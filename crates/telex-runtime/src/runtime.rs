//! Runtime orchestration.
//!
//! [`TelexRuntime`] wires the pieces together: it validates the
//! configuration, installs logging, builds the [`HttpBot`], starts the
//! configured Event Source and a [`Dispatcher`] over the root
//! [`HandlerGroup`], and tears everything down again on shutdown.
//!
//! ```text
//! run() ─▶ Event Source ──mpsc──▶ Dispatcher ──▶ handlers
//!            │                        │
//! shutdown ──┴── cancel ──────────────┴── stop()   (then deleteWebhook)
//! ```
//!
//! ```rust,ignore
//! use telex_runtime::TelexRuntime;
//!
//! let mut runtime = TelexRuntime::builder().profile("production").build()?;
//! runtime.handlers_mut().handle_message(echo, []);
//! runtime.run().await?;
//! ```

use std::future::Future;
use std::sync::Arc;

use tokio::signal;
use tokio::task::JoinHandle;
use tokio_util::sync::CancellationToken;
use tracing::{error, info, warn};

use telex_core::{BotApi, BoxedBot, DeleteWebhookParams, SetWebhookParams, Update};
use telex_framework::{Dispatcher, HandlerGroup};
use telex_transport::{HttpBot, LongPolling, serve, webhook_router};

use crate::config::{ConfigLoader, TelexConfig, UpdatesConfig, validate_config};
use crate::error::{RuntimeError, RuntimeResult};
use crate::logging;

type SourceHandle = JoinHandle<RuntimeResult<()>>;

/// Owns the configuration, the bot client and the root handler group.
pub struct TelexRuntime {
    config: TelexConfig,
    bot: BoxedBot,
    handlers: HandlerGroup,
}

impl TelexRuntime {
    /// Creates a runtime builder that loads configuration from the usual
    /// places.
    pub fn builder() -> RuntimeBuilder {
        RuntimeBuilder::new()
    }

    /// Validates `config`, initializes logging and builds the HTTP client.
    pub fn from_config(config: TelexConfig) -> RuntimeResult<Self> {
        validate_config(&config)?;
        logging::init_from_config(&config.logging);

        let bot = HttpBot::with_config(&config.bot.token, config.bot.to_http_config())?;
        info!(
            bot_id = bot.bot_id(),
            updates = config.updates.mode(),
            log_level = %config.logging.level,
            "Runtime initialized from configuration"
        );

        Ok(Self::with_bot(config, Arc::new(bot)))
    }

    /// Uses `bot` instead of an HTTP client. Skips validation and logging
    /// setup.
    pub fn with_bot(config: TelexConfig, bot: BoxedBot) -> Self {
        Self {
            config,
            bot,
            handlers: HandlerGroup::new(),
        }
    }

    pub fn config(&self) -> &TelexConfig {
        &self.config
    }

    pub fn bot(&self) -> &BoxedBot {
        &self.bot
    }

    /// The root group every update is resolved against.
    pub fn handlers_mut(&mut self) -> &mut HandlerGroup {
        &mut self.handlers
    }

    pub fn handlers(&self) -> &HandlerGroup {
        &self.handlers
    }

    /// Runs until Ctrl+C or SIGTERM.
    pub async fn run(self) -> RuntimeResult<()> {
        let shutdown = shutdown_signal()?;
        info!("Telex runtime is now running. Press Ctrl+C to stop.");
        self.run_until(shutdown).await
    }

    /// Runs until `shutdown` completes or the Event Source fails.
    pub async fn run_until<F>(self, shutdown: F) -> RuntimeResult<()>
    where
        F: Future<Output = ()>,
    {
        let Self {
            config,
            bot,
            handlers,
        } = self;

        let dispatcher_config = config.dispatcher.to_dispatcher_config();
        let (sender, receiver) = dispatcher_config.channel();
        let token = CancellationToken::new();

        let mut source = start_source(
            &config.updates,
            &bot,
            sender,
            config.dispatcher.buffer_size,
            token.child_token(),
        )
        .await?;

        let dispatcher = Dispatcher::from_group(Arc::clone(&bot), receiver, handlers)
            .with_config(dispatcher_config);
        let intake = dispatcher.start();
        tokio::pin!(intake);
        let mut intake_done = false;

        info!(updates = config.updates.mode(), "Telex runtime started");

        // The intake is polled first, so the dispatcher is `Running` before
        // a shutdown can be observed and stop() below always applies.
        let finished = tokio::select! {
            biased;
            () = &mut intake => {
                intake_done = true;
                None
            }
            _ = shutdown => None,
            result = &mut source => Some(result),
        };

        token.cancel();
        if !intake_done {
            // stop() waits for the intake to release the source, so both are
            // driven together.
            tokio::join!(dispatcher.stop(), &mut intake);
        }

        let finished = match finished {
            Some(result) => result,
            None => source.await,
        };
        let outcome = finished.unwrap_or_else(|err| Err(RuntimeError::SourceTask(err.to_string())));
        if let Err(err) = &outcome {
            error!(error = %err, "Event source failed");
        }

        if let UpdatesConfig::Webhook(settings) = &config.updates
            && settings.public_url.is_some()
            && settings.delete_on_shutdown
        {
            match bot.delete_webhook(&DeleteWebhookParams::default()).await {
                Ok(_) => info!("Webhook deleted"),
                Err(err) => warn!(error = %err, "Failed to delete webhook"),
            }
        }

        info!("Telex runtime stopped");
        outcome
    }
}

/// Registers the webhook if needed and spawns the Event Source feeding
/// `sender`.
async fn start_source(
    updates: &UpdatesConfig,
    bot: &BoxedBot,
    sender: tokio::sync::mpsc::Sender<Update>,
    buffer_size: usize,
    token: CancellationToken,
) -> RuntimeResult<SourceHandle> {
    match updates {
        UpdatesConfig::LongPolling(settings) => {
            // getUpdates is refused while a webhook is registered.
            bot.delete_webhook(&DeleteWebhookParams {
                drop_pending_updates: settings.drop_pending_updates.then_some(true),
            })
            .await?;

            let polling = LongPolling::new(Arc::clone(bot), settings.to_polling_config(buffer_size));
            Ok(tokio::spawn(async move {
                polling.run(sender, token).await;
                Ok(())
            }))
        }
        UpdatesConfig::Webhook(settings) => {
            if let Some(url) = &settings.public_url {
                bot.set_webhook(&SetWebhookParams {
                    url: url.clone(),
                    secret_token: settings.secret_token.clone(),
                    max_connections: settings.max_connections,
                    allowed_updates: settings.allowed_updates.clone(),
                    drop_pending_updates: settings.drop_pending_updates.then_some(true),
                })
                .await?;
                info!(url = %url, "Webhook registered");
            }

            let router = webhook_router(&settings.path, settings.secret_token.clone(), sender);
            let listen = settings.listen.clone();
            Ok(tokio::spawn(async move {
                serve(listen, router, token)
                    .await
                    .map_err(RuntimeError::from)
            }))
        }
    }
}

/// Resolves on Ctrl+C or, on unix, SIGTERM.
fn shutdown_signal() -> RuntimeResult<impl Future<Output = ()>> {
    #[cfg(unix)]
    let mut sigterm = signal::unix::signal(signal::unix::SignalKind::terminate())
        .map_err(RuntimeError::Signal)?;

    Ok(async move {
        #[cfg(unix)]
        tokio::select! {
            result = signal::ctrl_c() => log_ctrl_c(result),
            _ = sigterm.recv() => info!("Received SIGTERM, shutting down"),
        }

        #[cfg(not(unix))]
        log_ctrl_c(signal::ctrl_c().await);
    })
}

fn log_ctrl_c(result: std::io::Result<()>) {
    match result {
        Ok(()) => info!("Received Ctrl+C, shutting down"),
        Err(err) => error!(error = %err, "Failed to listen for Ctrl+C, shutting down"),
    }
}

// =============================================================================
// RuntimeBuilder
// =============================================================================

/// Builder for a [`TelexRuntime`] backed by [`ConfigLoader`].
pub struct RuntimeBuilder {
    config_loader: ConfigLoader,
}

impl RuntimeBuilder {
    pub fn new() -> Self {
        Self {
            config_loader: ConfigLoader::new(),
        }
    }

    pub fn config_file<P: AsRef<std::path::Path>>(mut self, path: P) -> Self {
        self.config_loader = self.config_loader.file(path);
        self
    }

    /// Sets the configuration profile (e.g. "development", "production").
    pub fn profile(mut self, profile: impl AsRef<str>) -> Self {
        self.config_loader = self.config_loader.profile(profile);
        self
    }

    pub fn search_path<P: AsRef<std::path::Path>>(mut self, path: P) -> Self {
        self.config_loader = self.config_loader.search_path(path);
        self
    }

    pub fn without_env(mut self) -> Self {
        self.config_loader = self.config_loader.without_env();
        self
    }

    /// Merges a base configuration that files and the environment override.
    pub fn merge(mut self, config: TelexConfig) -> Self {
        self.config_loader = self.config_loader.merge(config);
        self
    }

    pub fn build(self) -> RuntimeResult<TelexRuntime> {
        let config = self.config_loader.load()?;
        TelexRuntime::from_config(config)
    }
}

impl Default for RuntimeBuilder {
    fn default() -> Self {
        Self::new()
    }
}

---

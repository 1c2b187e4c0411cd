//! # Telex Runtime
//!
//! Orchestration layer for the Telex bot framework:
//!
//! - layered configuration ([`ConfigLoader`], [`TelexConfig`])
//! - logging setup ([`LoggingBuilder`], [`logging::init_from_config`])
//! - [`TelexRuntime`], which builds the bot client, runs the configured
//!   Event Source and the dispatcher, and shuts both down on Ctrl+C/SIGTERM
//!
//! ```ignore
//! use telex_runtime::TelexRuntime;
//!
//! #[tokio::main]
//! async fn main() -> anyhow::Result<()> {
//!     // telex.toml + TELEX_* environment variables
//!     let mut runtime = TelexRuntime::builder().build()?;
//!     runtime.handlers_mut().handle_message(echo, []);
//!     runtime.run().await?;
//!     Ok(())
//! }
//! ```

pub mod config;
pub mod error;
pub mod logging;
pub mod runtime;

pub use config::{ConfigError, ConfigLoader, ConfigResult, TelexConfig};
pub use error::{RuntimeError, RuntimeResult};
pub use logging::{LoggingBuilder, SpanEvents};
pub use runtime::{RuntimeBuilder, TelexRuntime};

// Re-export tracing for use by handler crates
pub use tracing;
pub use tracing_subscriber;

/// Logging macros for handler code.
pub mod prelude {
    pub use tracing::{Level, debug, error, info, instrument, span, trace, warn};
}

▸ **TASK TO COMPLETE**: Of the entries listed above, reproduce only the lines starting at the line containing "filename crates/telex-runtime/src/runtime.rs" and ending at the line containing "installs logging, builds". Include both, exactly as they stand.

▸ **ANSWER BOX**:
filename crates/telex-runtime/src/runtime.rs
//! Runtime orchestration.
//!
//! [`TelexRuntime`] wires the pieces together: it validates the
//! configuration, installs logging, builds the [`HttpBot`], starts the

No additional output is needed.